▸ ASSIGNED TASK
Pull every line holding the word "DateTime" from the data below and copy it.

▸ DATASET EXTRACT
──────────

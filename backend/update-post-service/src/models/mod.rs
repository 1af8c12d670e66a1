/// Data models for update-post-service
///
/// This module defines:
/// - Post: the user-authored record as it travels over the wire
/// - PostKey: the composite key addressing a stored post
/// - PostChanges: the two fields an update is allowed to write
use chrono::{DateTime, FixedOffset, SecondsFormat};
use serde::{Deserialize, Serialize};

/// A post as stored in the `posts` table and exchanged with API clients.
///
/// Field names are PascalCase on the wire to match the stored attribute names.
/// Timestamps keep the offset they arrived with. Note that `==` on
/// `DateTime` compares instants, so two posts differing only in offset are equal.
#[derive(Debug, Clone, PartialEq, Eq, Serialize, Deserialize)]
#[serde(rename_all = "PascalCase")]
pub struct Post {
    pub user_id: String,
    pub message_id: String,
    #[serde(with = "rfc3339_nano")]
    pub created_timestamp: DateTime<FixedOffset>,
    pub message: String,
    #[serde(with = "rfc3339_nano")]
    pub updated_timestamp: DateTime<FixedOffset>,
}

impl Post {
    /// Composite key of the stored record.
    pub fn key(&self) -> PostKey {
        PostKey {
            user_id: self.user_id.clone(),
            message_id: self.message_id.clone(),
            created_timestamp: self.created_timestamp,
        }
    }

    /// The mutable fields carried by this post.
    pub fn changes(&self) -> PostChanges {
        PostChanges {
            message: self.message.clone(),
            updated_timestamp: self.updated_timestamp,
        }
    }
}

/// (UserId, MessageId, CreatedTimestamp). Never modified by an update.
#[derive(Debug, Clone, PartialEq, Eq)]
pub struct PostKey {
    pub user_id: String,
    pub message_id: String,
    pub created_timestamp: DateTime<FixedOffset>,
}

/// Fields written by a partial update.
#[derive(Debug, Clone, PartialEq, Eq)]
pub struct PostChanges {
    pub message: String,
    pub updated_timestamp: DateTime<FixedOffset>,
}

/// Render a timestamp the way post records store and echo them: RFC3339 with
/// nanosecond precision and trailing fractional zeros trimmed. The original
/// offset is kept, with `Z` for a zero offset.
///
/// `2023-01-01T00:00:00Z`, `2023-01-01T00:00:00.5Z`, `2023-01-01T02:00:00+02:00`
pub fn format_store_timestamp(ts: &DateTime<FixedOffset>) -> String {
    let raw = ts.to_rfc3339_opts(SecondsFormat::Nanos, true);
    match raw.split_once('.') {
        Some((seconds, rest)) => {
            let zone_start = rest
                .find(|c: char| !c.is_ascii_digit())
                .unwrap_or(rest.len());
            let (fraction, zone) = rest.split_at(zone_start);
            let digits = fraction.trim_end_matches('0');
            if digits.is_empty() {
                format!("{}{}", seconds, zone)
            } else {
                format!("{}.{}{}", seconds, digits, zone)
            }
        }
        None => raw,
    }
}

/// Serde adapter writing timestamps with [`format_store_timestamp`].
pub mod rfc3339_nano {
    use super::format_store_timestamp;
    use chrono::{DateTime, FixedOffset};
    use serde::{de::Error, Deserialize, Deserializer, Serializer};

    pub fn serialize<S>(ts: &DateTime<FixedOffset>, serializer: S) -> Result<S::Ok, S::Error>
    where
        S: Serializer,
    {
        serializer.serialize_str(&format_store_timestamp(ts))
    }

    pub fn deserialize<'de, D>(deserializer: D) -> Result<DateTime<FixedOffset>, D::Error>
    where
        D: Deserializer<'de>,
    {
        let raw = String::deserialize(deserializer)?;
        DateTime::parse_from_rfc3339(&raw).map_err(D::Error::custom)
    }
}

──────────

▸ REPLY
use chrono::{DateTime, FixedOffset, SecondsFormat};
/// `DateTime` compares instants, so two posts differing only in offset are equal.
    pub created_timestamp: DateTime<FixedOffset>,
    pub updated_timestamp: DateTime<FixedOffset>,
    pub created_timestamp: DateTime<FixedOffset>,
    pub updated_timestamp: DateTime<FixedOffset>,
pub fn format_store_timestamp(ts: &DateTime<FixedOffset>) -> String {
    use chrono::{DateTime, FixedOffset};
    pub fn serialize<S>(ts: &DateTime<FixedOffset>, serializer: S) -> Result<S::Ok, S::Error>
    pub fn deserialize<'de, D>(deserializer: D) -> Result<DateTime<FixedOffset>, D::Error>
        DateTime::parse_from_rfc3339(&raw).map_err(D::Error::custom)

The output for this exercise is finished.